On Wed, Nov 28, 2018 at 08:08:06PM +0000, Will Deacon wrote:
> I spent some more time looking at this today...
>
> On Fri, Nov 23, 2018 at 06:05:25PM +0000, Will Deacon wrote:
> > Doing some more debugging, it looks like the usual failure case is where
> > one CPU clears the inode field in the dentry via:
> >
> > devpts_pty_kill()
> > -> d_delete() // dentry->d_lockref.count == 1
> > -> dentry_unlink_inode()
> >
> > whilst another CPU gets a pointer to the dentry via:
> >
> > sys_getdents64()
> > -> iterate_dir()
> > -> dcache_readdir()
> > -> next_positive()
> >
> > and explodes on the subsequent inode dereference when trying to pass the
> > inode number to dir_emit():
> >
> > if (!dir_emit(..., d_inode(next)->i_ino, ...))
> >
> > Indeed, the hack below triggers a warning, indicating that the inode
> > is being cleared concurrently.
> >
> > I can't work out whether the getdents64() path should hold a refcount
> > to stop d_delete() in its tracks, or whether devpts_pty_kill() shouldn't
> > be calling d_delete() like this at all.
>
> So the issue is that opening /dev/pts/ptmx creates a new pty in /dev/pts,
> which disappears when you close /dev/pts/ptmx. Consequently, when we tear
> down the dentry for the magic new file, we have to take the i_node rwsem of
> the *parent* so that concurrent path walkers don't trip over it whilst its
> being freed. I wrote a simple concurrent program to getdents(/dev/pts/) in
> one thread, whilst another opens and closes /dev/pts/ptmx: it crashes the
> kernel in seconds.

I also made a testcase and verified that your fix is fine. I also tried
replacing open-close on /dev/ptmx with mkdir-rmdir but that does not
trigger the error.

> Patch below, but I'd still like somebody else to look at this, please.
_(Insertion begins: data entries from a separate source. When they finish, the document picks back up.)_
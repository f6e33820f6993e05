// Copyright (c) 2026 100monkeys.ai
// SPDX-License-Identifier: AGPL-3.0
//! # Stream Reconstruction
//!
//! Every adapter reduces its provider's chunk format to the four normalized
//! [`StreamEvent`] kinds. A [`StreamAccumulator`] folds those events into
//! [`MessageFragment`]s:
//!
//! ```text
//! Idle ──first event──▶ RoleAssigned ──tool-call-start──▶ AccumulatingToolCall
//!                            ▲                                 │   │
//!                            └──────── new id / finish ────────┘   │
//!                                                      finish ─────▶ Terminal
//! ```
//!
//! - Text deltas pass straight through as one fragment each.
//! - Argument fragments are appended verbatim to the active call's buffer.
//! - A start event with a new id, or the end of the stream, finalizes the active
//!   call: its buffer is decoded as a JSON object and emitted as exactly one
//!   fragment. Malformed payloads are errors, never partial calls.
//! - Call ids are unique within one response. A start event reusing the id of
//!   an already finalized call is an error.
//!
//! The accumulator is a plain value threaded through successive calls; one
//! instance serves exactly one response.

use std::collections::HashSet;

use serde_json::{Map, Value};
use tracing::{debug, warn};

use crate::domain::error::StreamReconstructionError;
use crate::domain::request::Role;
use crate::domain::response::{MessageFragment, ToolCall};

/// Normalized provider stream event
#[derive(Debug, Clone, PartialEq, Eq)]
pub enum StreamEvent {
    RoleMarker(Role),
    TextDelta(String),
    ToolCallStart { id: String, name: String },
    /// Argument text for the call in progress; carries no id
    ArgumentFragment(String),
}

/// Observable accumulator state
#[derive(Debug, Clone, Copy, PartialEq, Eq)]
pub enum AccumulatorState {
    Idle,
    RoleAssigned,
    AccumulatingToolCall,
    Terminal,
}

#[derive(Debug, Clone, Default)]
struct PendingToolCall {
    id: String,
    name: String,
    arguments: String,
}

#[derive(Debug, Clone, Default)]
pub struct StreamAccumulator {
    role: Option<Role>,
    pending: Option<PendingToolCall>,
    finalized: HashSet<String>,
    finished: bool,
}

impl StreamAccumulator {
    pub fn new() -> Self {
        Self::default()
    }

    pub fn state(&self) -> AccumulatorState {
        if self.finished {
            AccumulatorState::Terminal
        } else if self.pending.is_some() {
            AccumulatorState::AccumulatingToolCall
        } else if self.role.is_some() {
            AccumulatorState::RoleAssigned
        } else {
            AccumulatorState::Idle
        }
    }

    /// Role fixed by the first event, if any
    pub fn role(&self) -> Option<Role> {
        self.role
    }

    /// Feed one event. Returns at most one fragment.
    pub fn accept(
        &mut self,
        event: StreamEvent,
    ) -> Result<Option<MessageFragment>, StreamReconstructionError> {
        if self.finished {
            warn!("Stream event received after stream end, ignoring: {:?}", event);
            return Ok(None);
        }

        match event {
            StreamEvent::RoleMarker(role) => {
                match self.role {
                    None => self.role = Some(role),
                    Some(fixed) if fixed != role => {
                        debug!("Ignoring role marker {} after role fixed to {}", role, fixed);
                    }
                    Some(_) => {}
                }
                Ok(None)
            }
            StreamEvent::TextDelta(text) => {
                let role = self.assign_role();
                if text.is_empty() {
                    return Ok(None);
                }
                Ok(Some(MessageFragment::text(role, text)))
            }
            StreamEvent::ToolCallStart { id, name } => {
                self.assign_role();

                if let Some(active) = self.pending.as_mut() {
                    if active.id == id {
                        if active.name.is_empty() {
                            active.name = name;
                        }
                        return Ok(None);
                    }
                }
                if self.finalized.contains(&id) {
                    return Err(StreamReconstructionError::DuplicateToolCallId { id });
                }

                let completed = match self.pending.take() {
                    Some(previous) => Some(self.finalize(previous)?),
                    None => None,
                };
                self.pending = Some(PendingToolCall {
                    id,
                    name,
                    arguments: String::new(),
                });
                Ok(completed)
            }
            StreamEvent::ArgumentFragment(fragment) => match self.pending.as_mut() {
                Some(active) => {
                    active.arguments.push_str(&fragment);
                    Ok(None)
                }
                None if fragment.trim().is_empty() => Ok(None),
                None => Err(StreamReconstructionError::OrphanArgumentFragment(fragment)),
            },
        }
    }

    /// Signal provider stream exhaustion; end of stream is an implicit call boundary.
    pub fn finish(&mut self) -> Result<Option<MessageFragment>, StreamReconstructionError> {
        if self.finished {
            return Ok(None);
        }
        self.finished = true;
        match self.pending.take() {
            Some(active) => self.finalize(active).map(Some),
            None => Ok(None),
        }
    }

    fn assign_role(&mut self) -> Role {
        *self.role.get_or_insert(Role::Assistant)
    }

    fn finalize(
        &mut self,
        call: PendingToolCall,
    ) -> Result<MessageFragment, StreamReconstructionError> {
        let arguments = decode_arguments(&call)?;
        self.finalized.insert(call.id.clone());
        debug!(
            "Tool call '{}' ({}) reconstructed with {} argument(s)",
            call.name,
            call.id,
            arguments.len()
        );
        metrics::counter!("modelgate_tool_calls_total").increment(1);

        Ok(MessageFragment::tool_call(
            self.role.unwrap_or(Role::Assistant),
            ToolCall {
                id: call.id,
                name: call.name,
                arguments,
            },
        ))
    }
}

fn decode_arguments(
    call: &PendingToolCall,
) -> Result<Map<String, Value>, StreamReconstructionError> {
    if call.arguments.trim().is_empty() {
        return Ok(Map::new());
    }

    match serde_json::from_str::<Value>(&call.arguments) {
        Ok(Value::Object(map)) => Ok(map),
        Ok(_) => Err(StreamReconstructionError::NonObjectArguments {
            id: call.id.clone(),
            name: call.name.clone(),
            payload: call.arguments.clone(),
        }),
        Err(e) => Err(StreamReconstructionError::InvalidArguments {
            id: call.id.clone(),
            name: call.name.clone(),
            payload: call.arguments.clone(),
            reason: e.to_string(),
        }),
    }
}

/// Blocking fragment iterator over a synchronous event source
pub struct Fragments<I> {
    events: I,
    accumulator: StreamAccumulator,
    done: bool,
}

/// Reduce `events` into a lazy fragment iterator
pub fn fragments<I>(events: I) -> Fragments<I::IntoIter>
where
    I: IntoIterator<Item = StreamEvent>,
{
    Fragments {
        events: events.into_iter(),
        accumulator: StreamAccumulator::new(),
        done: false,
    }
}

impl<I> Iterator for Fragments<I>
where
    I: Iterator<Item = StreamEvent>,
{
    type Item = Result<MessageFragment, StreamReconstructionError>;

    fn next(&mut self) -> Option<Self::Item> {
        while !self.done {
            let result = match self.events.next() {
                Some(event) => self.accumulator.accept(event),
                None => {
                    self.done = true;
                    self.accumulator.finish()
                }
            };
            match result {
                Ok(Some(fragment)) => return Some(Ok(fragment)),
                Ok(None) => continue,
                Err(e) => {
                    self.done = true;
                    return Some(Err(e));
                }
            }
        }
        None
    }
}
I wonder why no inode_lock on parent is needed for devpts_pty_new(), but
I'm obviously not a VFS expert... So your patch looks good to me and
clearly solves the issue.

thanks,
Jan

> Will
>
> --->8
>
> diff --git a/fs/devpts/inode.c b/fs/devpts/inode.c
> index c53814539070..50ddb95ff84c 100644
> --- a/fs/devpts/inode.c
> +++ b/fs/devpts/inode.c
> @@ -619,11 +619,17 @@ void *devpts_get_priv(struct dentry *dentry)
> */
> void devpts_pty_kill(struct dentry *dentry)
> {
> - WARN_ON_ONCE(dentry->d_sb->s_magic != DEVPTS_SUPER_MAGIC);
> + struct super_block *sb = dentry->d_sb;
> + struct dentry *parent = sb->s_root;
>
> + WARN_ON_ONCE(sb->s_magic != DEVPTS_SUPER_MAGIC);
> +
> + inode_lock(parent->d_inode);
> dentry->d_fsdata = NULL;
> drop_nlink(dentry->d_inode);
> d_delete(dentry);
> + inode_unlock(parent->d_inode);
> +
> dput(dentry); /* d_alloc_name() in devpts_pty_new() */
> }